Deposed Kyrgyz President Askar Akayev has formally resigned, making him only the second Central Asian leader to leave power since the region became independent from the Soviet Union 14 years ago.
Askar Akayev has resigned after being ousted from power
His sudden overthrow by massive popular protests in late March left Kyrgyzstan briefly without a government, but the anti-Akayev opposition soon took over.
The transition of power has been largely peaceful, and the opposition's main leader, Kurmanbek Bakiev, has been appointed as interim president.
But there are concerns about the stability of the new government.
A rift in the leadership emerged almost immediately after Mr Akayev's departure. While Mr Bakiev was leading the protests, another main opposition leader, Felix Kulov, was languishing in prison.
He was convicted of corruption and jailed four years ago, on charges which were widely seen to be politically motivated.
Mr Kulov was freed from prison during the protests, and within days, signs began to emerge of disagreements between him and Mr Bakiev.
There are signs that Felix Kulov and Kurmanbek Bakiev disagree
Mr Kulov has already resigned the position of head of security, given to him in the days after Mr Akayev was ousted, and he is thought to be preparing to stand as a candidate in the presidential elections which have already been announced for 26 June.
He has wide popular support, but there are legal obstacles to clear before he can run for president.
"Kulov has to lose the criminal charges against him," said David Lewis, Central Asia project director of Crisis Group, a Brussels-based international think-tank.
"And they'll have to do away with the language requirement because he doesn't speak Kyrgyz."
By law, the president must speak Kyrgyz fluently. But Mr Kulov, like many people from northern Kyrgyzstan, speaks better Russian.
Officials from the Organisation for Security and Co-operation in Europe (OSCE) have been meeting the new leadership to try to ensure a smooth transition of power.
Dimitrij Rupel, the organisation's current chairman, said the competition between the two men was worrying.

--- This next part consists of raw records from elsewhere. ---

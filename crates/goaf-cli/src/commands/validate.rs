//! Validate command - check sources, document, and their agreement.

use std::fs;
use std::path::PathBuf;

use colored::Colorize;

use super::Context;

pub fn run(
    ctx: &Context,
    subject: String,
    document: Option<PathBuf>,
    report_path: Option<PathBuf>,
    json_output: bool,
) -> Result<(), Box<dyn std::error::Error>> {
    let converter = ctx.converter(None)?;
    let validator = ctx.validator()?;

    let document =
        document.unwrap_or_else(|| ctx.data_dir.join(converter.document_name(&subject)));
    if !document.exists() {
        return Err(format!(
            "Document not found: {}\nRun 'goaf convert {}' first.",
            document.display(),
            subject
        )
        .into());
    }

    let sources = converter.sources(&ctx.data_dir, &subject);
    let verification = validator.verify(&subject, &document, &sources)?;
    let text = verification.render_text();

    if json_output {
        println!("{}", serde_json::to_string_pretty(&verification)?);
    } else {
        println!("{}", text);
    }

    if let Some(path) = report_path {
        fs::write(&path, &text)?;
        println!("{} {}", "Report written to".green().bold(), path.display());
    }

    if !verification.passed() {
        return Err("verification failed".into());
    }

    Ok(())
}
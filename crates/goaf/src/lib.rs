//! goaf: converts a mine's goaf census tables into one JSON dataset and checks the result.
//!
//! A subject (one mine) is described by ten delimited-text tables named
//! `{subject}-{table label}.csv`. Conversion decodes each table whatever its
//! encoding (UTF-8, UTF-8 with BOM, GBK, GB18030), turns blank and
//! missing-value cells into null, and merges the tables into one document
//! keyed by stable internal names. Validation checks the sources against the
//! schema and reconciles record counts between sources and document.
//!
//! # Core Principles
//!
//! - **Nothing dropped silently**: every table key is always present, and a
//!   table that cannot be read is reported, never skipped
//! - **Deterministic**: the encoding ladder and table order are fixed lists
//! - **Lossless**: values stay verbatim unless they are missing or numeric
//!
//! # Example
//!
//! ```no_run
//! use goaf::{Converter, Validator};
//!
//! let converter = Converter::new();
//! let assembly = converter.convert_dir("data", "河西联办煤矿");
//! let path = converter.write_document(&assembly, "out").unwrap();
//!
//! let validator = Validator::standard();
//! let sources = converter.sources("data", "河西联办煤矿");
//! let verification = validator.verify("河西联办煤矿", &path, &sources).unwrap();
//! println!("{}", verification.render_text());
//! ```

pub mod assembler;
pub mod dataset;
pub mod error;
pub mod input;
pub mod loader;
pub mod registry;
pub mod schema;
pub mod sources;
pub mod upload;
pub mod validation;

mod converter;

pub use crate::converter::{BatchEntry, BatchSummary, ConvertConfig, Converter, BATCH_SUMMARY_STEM};
pub use assembler::{Assembly, DatasetAssembler, IdentifierRule, TableOutcome};
pub use dataset::{SubjectDataset, SubjectInfo};
pub use error::{GoafError, Result};
pub use input::{EncodingResolver, ParseStrategy, ParsedTable, ParserConfig, SourceEncoding};
pub use loader::{Record, TableLoader};
pub use registry::{LogicalTable, TableRegistry};
pub use schema::Schema;
pub use sources::{MemorySources, SourceDirectory, SourceSet};
pub use upload::UploadSession;
pub use validation::{Finding, Severity, ValidationReport, Validator, Verification};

"It's something which should concern us all," he said. If Mr Kulov is excluded from the upcoming presidential race for legal reasons, it is feared there could be a backlash and possible further protests.
1990: Askar Akayev elected president for the first time
27 Feb 2005: Parliamentary elections spark protests, amid allegations of fraud
13 March: Protests escalate following second round of elections
21 March: Demonstrators take over official buildings in the south of the country
24 March: Protests spread to Bishkek, where demonstrators seize presidential palace. Akayev leaves for Russia
25 March: Kurmanbek Bakiev appointed acting president
4 April: Akayev resigns
The Bishkek newspaper MSN, a mouthpiece for the former opposition, went so far as to warn of possible civil war if tensions continued to grow within the new leadership.
That possibility remains remote, but it reflects a real concern in Kyrgyzstan.
The divisions between these two politicians reflect a geographical division that will present a challenge for the new government.
Mr Kulov is from the Bishkek region of northern Kyrgyzstan, while Mr Bakiev is from Jalal-Abad, in the south.
Political power - and much of the country's new wealth - is concentrated in the north, especially in the capital.
The south, around the Fergana valley, is poorer and has often felt its concerns are overlooked in Bishkek.
Significantly, the protest movement which overthrew Mr Akayev began in the south, and only spread to Bishkek in the final days before he fled.
Muratbek Imanaliyev, a former Kyrgyz foreign minister, says it is essential that both north and south feel they have a stake in the new government.
He suggests that a small advisory group of international experts should be established before the upcoming elections, to examine the relationship between Bishkek and the regions and also the question of Kyrgyzstan's pressing economic problems.
The lack of economic improvement is the fundamental cause of the anger which led to the protest movement.
Any new government must address the issue in order to win popular backing.
Kyrgyzstan's mountains split the north and south
Kyrgyzstan is mostly mountainous, with few natural resources. It is cursed with Soviet-era borders which cut off many of its trading towns from their natural economic hinterland.
Mr Imanaliyev, however, thinks these obstacles can be overcome.
"The economic problems won't be solved immediately," he said, "but with a strong president and strong government, you can bring improvements. The first problem is to reduce corruption, and then we need a professional government with capable people at all levels."
Kyrgyzstan is bound to look to the international community for support in this transition period.
While Russia is a historical ally, the United States will also figure prominently in the country's international relations. Both have military bases in Kyrgyzstan.
President Akayev accused American organisations of being behind his country's "velvet revolution".
US-funded organisations have certainly been working in Kyrgyzstan to promote greater democracy, as in all ex-Soviet countries. But Felix Kulov and others in the new leadership have denied any suggestion of US involvement.
Washington's main interest in Kyrgyzstan, and the rest of Central Asia, is for stable local governments which can prevent the spread of Islamic extremism and the growth of heroin smuggling from nearby Afghanistan.
These are concerns shared by Europe and Kyrgyzstan's big eastern neighbour, China, as well.